Question of the Day

Question of the Day: What watch do you wear?

From time to time we go off on a tangent and examine items other than knives that are a part of a common EDC kit. We have both discussed and reviewed flashlights on several occasions. Spinners seem to be all the rage lately, even with their complete lack of utility. However, we have never discussed watches, despite the fact that they are often quite literally on one’s person, even when you have to leave your knives behind.

I don’t remember much about my first watch, other than it was digital, with a rubber watchband, and it had a jogging “pacer” beep feature. An odd choice since I have never been much of a distance runner. Sometime in high school I got my first Victorinox Swiss Army Watch, a cavalry model, which was the first of 3 I would own over the next 22 years.

I loved the watch, and worked it like a government mule. I have no idea how many leather bands and batteries I went through in that time. The first two eventually outright died, not from any single incident, rather an accumulation of use. Bezels eventually scratched and cracked, though I never had one lose its water-proof integrity. Eventually, Victorinox discontinued the model, and it was time to move on. I was unable to find OEM bands, and I could not find a leather replacement that fit properly. One “pint-night” at a local outdoor outfitter, my wife suggested I try something new from their selection.

We settled on a Bertucci A-2s, which at the time was about $129, though I am finding it for about $100 from several online retailers.
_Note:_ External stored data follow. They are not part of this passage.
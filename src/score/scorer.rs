//! Tiered palette compatibility scoring.
//!
//! Scores an item's colors against each of the twelve seasonal palettes.
//! The thresholds and score bands here are empirical design constants, not
//! derived from a principled model; they were tuned against curated
//! outfits and must stay as named constants so future tuning is localized.

use std::collections::BTreeMap;

use serde::{Deserialize, Serialize};
use tracing::debug;

use crate::color::{redmean, Rgb};
use crate::palette::{PaletteCatalog, PaletteDefinition, SeasonalPalette};

/// Distance below which a color counts as an exact tonal match.
pub const PERFECT_MATCH_DISTANCE: f64 = 30.0;

/// Distance up to which a color still reads as a good match.
pub const GOOD_MATCH_DISTANCE: f64 = 80.0;

/// Distance beyond which two colors are essentially unrelated.
pub const MAX_MEANINGFUL_DISTANCE: f64 = 200.0;

/// Per-color score when the color clashes with an `avoid` entry.
/// Avoidance dominates: a clash is penalized no matter how well the color
/// might otherwise match `primary` or `secondary`.
pub const AVOID_CLASH_SCORE: f64 = 0.1;

/// Per-palette score for an item with no colors at all ("no information",
/// not an error).
pub const NO_COLOR_DATA_SCORE: f64 = 0.5;

/// Flat per-color score past [`MAX_MEANINGFUL_DISTANCE`].
pub const UNRELATED_SCORE: f64 = 0.2;

/// Floor of the near-primary interpolation band.
const PRIMARY_BAND_FLOOR: f64 = 0.85;

/// Score for a color sitting right on a `secondary` entry.
const SECONDARY_MATCH_SCORE: f64 = 0.8;

/// Floor of the near-secondary interpolation band.
const SECONDARY_BAND_FLOOR: f64 = 0.6;

/// A complete per-item score map: every one of the twelve palettes mapped
/// to a compatibility score in [0, 1].
///
/// Iteration is in catalog order. There is no cross-palette normalization;
/// the twelve scores are independent and need not sum to anything.
/// Serializes as an object keyed by the twelve catalog names, which is the
/// shape the surrounding item-management layer persists.
#[derive(Debug, Clone, PartialEq, Serialize, Deserialize)]
#[serde(transparent)]
pub struct PaletteScores {
    scores: BTreeMap<SeasonalPalette, f64>,
}

impl PaletteScores {
    /// The score for one palette.
    #[inline]
    pub fn get(&self, palette: SeasonalPalette) -> f64 {
        self.scores
            .get(&palette)
            .copied()
            .unwrap_or(NO_COLOR_DATA_SCORE)
    }

    /// Iterate `(palette, score)` pairs in catalog order.
    pub fn iter(&self) -> impl Iterator<Item = (SeasonalPalette, f64)> + '_ {
        self.scores.iter().map(|(&p, &s)| (p, s))
    }
}

/// Minimum redmean distance from `color` to any entry in `list`.
///
/// An unparseable color (`None`) is infinitely far from everything, so a
/// malformed input degrades that color's contribution instead of aborting
/// the item's scoring.
fn min_distance(color: Option<Rgb>, list: &[Rgb]) -> f64 {
    match color {
        Some(c) => list
            .iter()
            .map(|&entry| redmean(c, entry))
            .fold(f64::INFINITY, f64::min),
        None => f64::INFINITY,
    }
}

/// Score a single color against one palette definition.
///
/// Tier order is load-bearing:
/// 1. avoid clash (min avoid distance under [`PERFECT_MATCH_DISTANCE`])
///    short-circuits to [`AVOID_CLASH_SCORE`];
/// 2. near-primary: 1.0 under the perfect threshold, then linear down to
///    [`PRIMARY_BAND_FLOOR`] at [`GOOD_MATCH_DISTANCE`];
/// 3. near-secondary: [`SECONDARY_MATCH_SCORE`] under the perfect
///    threshold, then linear down to [`SECONDARY_BAND_FLOOR`];
/// 4. fallback: interpolate on `min(primary, secondary)` distance — the
///    same distances that already failed steps 2–3. That reuse makes the
///    band boundary a continuous but non-obvious blend; it is intentional
///    and must not be "fixed" without a product decision.
fn color_score(color: Option<Rgb>, def: &PaletteDefinition) -> f64 {
    if min_distance(color, &def.avoid) < PERFECT_MATCH_DISTANCE {
        return AVOID_CLASH_SCORE;
    }

    let band = GOOD_MATCH_DISTANCE - PERFECT_MATCH_DISTANCE;

    let primary = min_distance(color, &def.primary);
    if primary < PERFECT_MATCH_DISTANCE {
        return 1.0;
    }
    if primary <= GOOD_MATCH_DISTANCE {
        let t = (primary - PERFECT_MATCH_DISTANCE) / band;
        return 1.0 - (1.0 - PRIMARY_BAND_FLOOR) * t;
    }

    let secondary = min_distance(color, &def.secondary);
    if secondary < PERFECT_MATCH_DISTANCE {
        return SECONDARY_MATCH_SCORE;
    }
    if secondary <= GOOD_MATCH_DISTANCE {
        let t = (secondary - PERFECT_MATCH_DISTANCE) / band;
        return SECONDARY_MATCH_SCORE - (SECONDARY_MATCH_SCORE - SECONDARY_BAND_FLOOR) * t;
    }

    let nearest = primary.min(secondary);
    if nearest > MAX_MEANINGFUL_DISTANCE {
        return UNRELATED_SCORE;
    }
    let t = (nearest - GOOD_MATCH_DISTANCE) / (MAX_MEANINGFUL_DISTANCE - GOOD_MATCH_DISTANCE);
    SECONDARY_BAND_FLOOR - (SECONDARY_BAND_FLOOR - UNRELATED_SCORE) * t
}

/// Round a score to two decimals, the precision persisted by callers.
fn round2(value: f64) -> f64 {
    (value * 100.0).round() / 100.0
}

/// Compute an item's full palette score map.
///
/// Each of the twelve palettes is scored independently: the per-palette
/// score is the arithmetic mean of the per-color scores, rounded to two
/// decimals. An item with zero colors scores exactly
/// [`NO_COLOR_DATA_SCORE`] against every palette.
///
/// Pure function of `(catalog, colors)`: no side effects, bit-identical
/// results on repeated calls.
///
/// # Example
///
/// ```
/// use chromafit::{score_item, PaletteCatalog, SeasonalPalette};
///
/// let catalog = PaletteCatalog::standard();
/// let scores = score_item(&catalog, &["#8B4513".to_string()]);
/// assert_eq!(scores.get(SeasonalPalette::DarkAutumn), 1.0);
/// ```
pub fn score_item(catalog: &PaletteCatalog, colors: &[String]) -> PaletteScores {
    let parsed: Vec<Option<Rgb>> = colors.iter().map(|s| s.parse().ok()).collect();

    let scores = catalog
        .iter()
        .map(|(palette, def)| {
            let score = if parsed.is_empty() {
                NO_COLOR_DATA_SCORE
            } else {
                let sum: f64 = parsed.iter().map(|&c| color_score(c, def)).sum();
                round2(sum / parsed.len() as f64)
            };
            (palette, score)
        })
        .collect();

    debug!(colors = colors.len(), "computed palette score map");
    PaletteScores { scores }
}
The heavy-duty nylon strap is much better than leather for a person who makes a living around mountain streams, and the styling and overall robustness of the watch seemed to make it a solid choice.
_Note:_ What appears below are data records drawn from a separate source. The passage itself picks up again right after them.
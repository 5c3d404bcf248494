//! The seasonal palette vocabulary and catalog.

mod catalog;
mod season;

pub use catalog::{PaletteCatalog, PaletteDefinition};
pub use season::SeasonalPalette;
Bertucci watches are imported from Asia. They have a quartz movement from Japan, while the stainless case is made and assembly takes place in China. I have worn this watch daily for the past year, and I do not regret my choice. It has proven to be every bit as rugged as I had hoped. There are a few minor surface scratches to the case, but the bezel has remained unscathed. I have never needed to adjust the time other than for Daylight savings. I am pleased with both the fit and function of this watch. The luminescence is about as good as I have seen on any item with the feature.
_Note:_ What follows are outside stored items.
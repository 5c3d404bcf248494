//! Wardrobe health aggregation.
//!
//! Folds the four dimensional metrics into one 0–100 score with a
//! discrete tier and derived insights. The weights and tier cuts are
//! fixed product constants.

use chrono::Utc;

use crate::models::{
    Category, Dimension, DimensionalMetrics, WardrobeItem, WardrobeReport, WardrobeTier,
};

/// Dimension weights. Must sum to 1.0 (checked by test).
pub const WEIGHT_VARIETY: f64 = 0.35;
pub const WEIGHT_SEASONAL_COMPATIBILITY: f64 = 0.30;
pub const WEIGHT_ARCHETYPE_ALIGNMENT: f64 = 0.20;
pub const WEIGHT_COLOR_HARMONY: f64 = 0.15;

// Tier cuts, non-overlapping, checked highest-first.
const TIER_EXPERT_MIN: u32 = 80;
const TIER_DIVERSE_MIN: u32 = 65;
const TIER_BALANCED_MIN: u32 = 50;

/// Cap on the outfit-combination estimate: a small wardrobe should never
/// be advertised as holding thousands of "unique" outfits.
const COMBO_POTENTIAL_CAP: u32 = 999;

fn weight(dimension: Dimension) -> f64 {
    match dimension {
        Dimension::Variety => WEIGHT_VARIETY,
        Dimension::SeasonalCompatibility => WEIGHT_SEASONAL_COMPATIBILITY,
        Dimension::ArchetypeAlignment => WEIGHT_ARCHETYPE_ALIGNMENT,
        Dimension::ColorHarmony => WEIGHT_COLOR_HARMONY,
    }
}

fn tier_for(score: u32) -> WardrobeTier {
    if score >= TIER_EXPERT_MIN {
        WardrobeTier::Expert
    } else if score >= TIER_DIVERSE_MIN {
        WardrobeTier::Diverse
    } else if score >= TIER_BALANCED_MIN {
        WardrobeTier::Balanced
    } else {
        WardrobeTier::Minimal
    }
}

/// The dimension with the maximum value; ties resolve to the first in
/// [`Dimension::ORDER`].
fn strongest(metrics: &DimensionalMetrics) -> Dimension {
    let mut best = Dimension::ORDER[0];
    for dimension in Dimension::ORDER {
        if metrics.get(dimension) > metrics.get(best) {
            best = dimension;
        }
    }
    best
}

/// The dimension with the minimum value; ties resolve to the first in
/// [`Dimension::ORDER`].
fn weakest(metrics: &DimensionalMetrics) -> Dimension {
    let mut worst = Dimension::ORDER[0];
    for dimension in Dimension::ORDER {
        if metrics.get(dimension) < metrics.get(worst) {
            worst = dimension;
        }
    }
    worst
}

/// Approximate count of distinct top × bottom × shoe combinations, capped
/// at [`COMBO_POTENTIAL_CAP`]. A missing category counts as 1 so one bare
/// dimension does not zero the whole estimate.
fn combo_potential(items: &[WardrobeItem]) -> u32 {
    let count = |category: Category| -> u64 {
        (items.iter().filter(|i| i.category == category).count() as u64).max(1)
    };
    let combos = count(Category::Top) * count(Category::Bottom) * count(Category::Shoes);
    combos.min(COMBO_POTENTIAL_CAP as u64) as u32
}

/// Aggregate the four metrics into a wardrobe intelligence report.
///
/// `overall = round(Σ weight · dimension · 100)`. The item slice is only
/// consulted for the combination estimate; the metrics are taken as
/// given.
///
/// # Example
///
/// ```
/// use chromafit::{aggregate, DimensionalMetrics, WardrobeTier};
///
/// let metrics = DimensionalMetrics {
///     variety: 0.9,
///     seasonal_compatibility: 0.9,
///     archetype_alignment: 0.9,
///     color_harmony: 0.9,
/// };
/// let report = aggregate(&metrics, &[]);
/// assert_eq!(report.overall_score, 90);
/// assert_eq!(report.tier, WardrobeTier::Expert);
/// ```
pub fn aggregate(metrics: &DimensionalMetrics, items: &[WardrobeItem]) -> WardrobeReport {
    let weighted: f64 = Dimension::ORDER
        .iter()
        .map(|&d| weight(d) * metrics.get(d))
        .sum();
    let overall_score = (weighted * 100.0).round() as u32;

    WardrobeReport {
        overall_score,
        tier: tier_for(overall_score),
        generated_at: Utc::now(),
        metrics: *metrics,
        primary_strength: strongest(metrics),
        primary_opportunity: weakest(metrics),
        combo_potential: combo_potential(items),
    }
}

/// The fixed report for an empty wardrobe: all zeros, [`WardrobeTier::
/// Minimal`], no combination potential. Produced before any dimensional
/// calculator runs.
pub fn empty_report() -> WardrobeReport {
    WardrobeReport {
        overall_score: 0,
        tier: WardrobeTier::Minimal,
        generated_at: Utc::now(),
        metrics: DimensionalMetrics::EMPTY,
        primary_strength: Dimension::ORDER[0],
        primary_opportunity: Dimension::ORDER[0],
        combo_potential: 0,
    }
}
Someday I hope to own an American watch, the Minuteman Jester is one that I find particularly appealing. I am just not to the point where I can justify the $500 price-tag, especially for something that I will beat the snot out of in the course of everyday use in the mountains. Ironically, $500 is actually inexpensive compared to many other American companies’ watches which start at close to $1000. I don’t think I will ever be in the position where I would purchase one.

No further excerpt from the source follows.